The aryl hydrocarbon receptor nuclear translocator (ARNT) is a promiscuous basic helix-loop-helix Period/ARNT/Single-minded (bHLH-PAS) protein that controls various biological pathways by forming heterodimeric transcriptional regulator complexes with several other bHLH-PAS proteins via the beta-sheet surfaces of its two PAS domains. The beta-sheets of PAS domains are involved in many intermolecular interactions with other proteins and natural cofactors in order to detect environmental changes in sensor PAS proteins. As part of a study of the HIF-2 alpha and ARNT PAS-B heterodimer, site-directed mutagenesis was performed on the ARNT PAS-B domain.

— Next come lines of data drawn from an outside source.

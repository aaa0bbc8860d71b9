use std::io::Read;
use std::process::ExitCode;

use thiserror::Error;
use tracing::{error, info};
use validator::Validate;

use midway_algo::config::Settings;
use midway_algo::core::privacy::fuzz_location;
use midway_algo::core::{haversine_distance, GeometryEngine};
use midway_algo::models::responses::{MeetingAreaResponse, ParticipantDistance};
use midway_algo::models::{ComputeAreaRequest, ErrorResponse, GeoPoint, Participant, VenueCandidate};

/// Errors surfaced by the CLI wrapper around the geometry engine
#[derive(Debug, Error)]
pub enum CliError {
    #[error("I/O error: {0}")]
    Io(#[from] std::io::Error),

    #[error("Invalid JSON: {0}")]
    Json(#[from] serde_json::Error),

    #[error("Invalid request: {0}")]
    Validation(#[from] validator::ValidationErrors),

    #[error("Configuration error: {0}")]
    Config(#[from] config::ConfigError),

    #[error("No participants after validation")]
    EmptyInput,
}

fn read_request(path: Option<&str>) -> Result<ComputeAreaRequest, CliError> {
    let raw = match path {
        Some(path) if path != "-" => std::fs::read_to_string(path)?,
        _ => {
            let mut buffer = String::new();
            std::io::stdin().read_to_string(&mut buffer)?;
            buffer
        }
    };

    let request: ComputeAreaRequest = serde_json::from_str(&raw)?;
    request.validate()?;
    Ok(request)
}

fn run() -> Result<(), CliError> {
    let settings = Settings::load()?;

    let path = std::env::args().nth(1);
    let request = read_request(path.as_deref())?;

    // Request multiplier overrides the configured default
    let mut tunables = settings.geometry.tunables();
    tunables.radius_multiplier = request.radius_multiplier;
    let engine = GeometryEngine::new(tunables);

    let participants: Vec<Participant> = request
        .participants
        .iter()
        .map(|input| {
            let location = input.location();
            let fuzzy_location = request
                .blur_locations
                .then(|| fuzz_location(&location, settings.privacy.fuzz_radius_m));
            Participant {
                id: uuid::Uuid::new_v4().to_string(),
                name: input.name.clone(),
                address: input.address.clone(),
                location,
                fuzzy_location,
            }
        })
        .collect();

    let locations: Vec<GeoPoint> = participants.iter().map(|p| p.location).collect();

    let area = engine
        .compute_meeting_area(&locations)
        .ok_or(CliError::EmptyInput)?;

    let candidates: Vec<VenueCandidate> = request
        .candidates
        .iter()
        .map(|input| VenueCandidate {
            place_id: input.place_id.clone(),
            name: input.name.clone(),
            location: input.location(),
        })
        .collect();
    let classified = engine.classify_candidates(&area.circle, candidates);

    let participant_distances: Vec<ParticipantDistance> = participants
        .iter()
        .map(|participant| {
            let distance = haversine_distance(&participant.location, &area.circle.center);
            ParticipantDistance::from_participant(participant, distance)
        })
        .collect();

    info!(
        participants = participants.len(),
        candidates = classified.len(),
        search_radius_m = area.search_radius_m,
        "meeting area ready"
    );

    let response = MeetingAreaResponse {
        computation_id: uuid::Uuid::new_v4().to_string(),
        centroid: area.centroid,
        circle: area.circle,
        search_radius_m: area.search_radius_m,
        participants: participant_distances,
        candidates: classified,
        computed_at: chrono::Utc::now(),
    };

    println!("{}", serde_json::to_string_pretty(&response)?);
    Ok(())
}

fn main() -> ExitCode {
    // Load .env file if present
    dotenv::dotenv().ok();

    // Initialize logging
    let log_level = std::env::var("LOG_LEVEL").unwrap_or_else(|_| "info".to_string());
    let log_format = std::env::var("LOG_FORMAT").unwrap_or_else(|_| "json".to_string());

    let subscriber = tracing_subscriber::fmt()
        .with_env_filter(
            tracing_subscriber::EnvFilter::try_from_default_env()
                .unwrap_or_else(|_| tracing_subscriber::EnvFilter::new(log_level)),
        )
        .with_writer(std::io::stderr)
        .with_target(false)
        .with_level(true);

    if log_format == "pretty" {
        subscriber.pretty().init();
    } else {
        subscriber.init();
    }

    match run() {
        Ok(()) => ExitCode::SUCCESS,
        Err(e) => {
            error!("{}", e);
            let body = ErrorResponse {
                error: error_kind(&e).to_string(),
                message: e.to_string(),
            };
            eprintln!("{}", serde_json::to_string(&body).unwrap_or_default());
            ExitCode::FAILURE
        }
    }
}

fn error_kind(error: &CliError) -> &'static str {
    match error {
        CliError::Io(_) => "io",
        CliError::Json(_) => "invalid_json",
        CliError::Validation(_) => "invalid_request",
        CliError::Config(_) => "config",
        CliError::EmptyInput => "empty_input",
    }
}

Interestingly, one point mutation on the ARNT beta-sheet surface (Y456T) resulted in a new conformation of the domain that existed in equimolar concentrations with the wild-type conformation. Subsequent studies demonstrated that the two conformations are in equilibrium and that relative populations of the two conformations can be perturbed by additional mutations. Using solution NMR spectroscopy, we solved the high resolution solution structure of a mutant ARNT PAS-B domain in the new conformation, demonstrating that it contains a three-residue slip in register and accompanying inversion of the central beta-strand. In addition, this new conformer has a greater than hundred-fold reduction in affinity for HIF-2 alpha PAS-B, disrupting the hypoxia response pathway. Solution NMR measurements of the interconversion kinetics have let us establish that these two conformations interconvert slowly (40 min at RT) with a linear Arrhenius temperature-dependence of the interconversion rate. Stopped-flow unfolding experiments using GdmHCl on Y456T, revealed a similarly slow unfolding rate (25 min at RT) and an energy barrier to unfold of approximately 13 kcal/mol, which is nearly identical to that for the interconversion process. These data indicate that the protein must undergo a global unfolding process in order to interconvert between conformations. Lastly, these relative populations of Y456T can be affected by compound preferentially binding into the core of one of these conformations. This discovery highlights the malleability of PAS beta-sheets and suggests ARNT may act as a regulatory switch to control different biological pathways. Furthermore, this system presents a great opportunity to further understand the structural and kinetic impact of beta-strand slips observed in nature.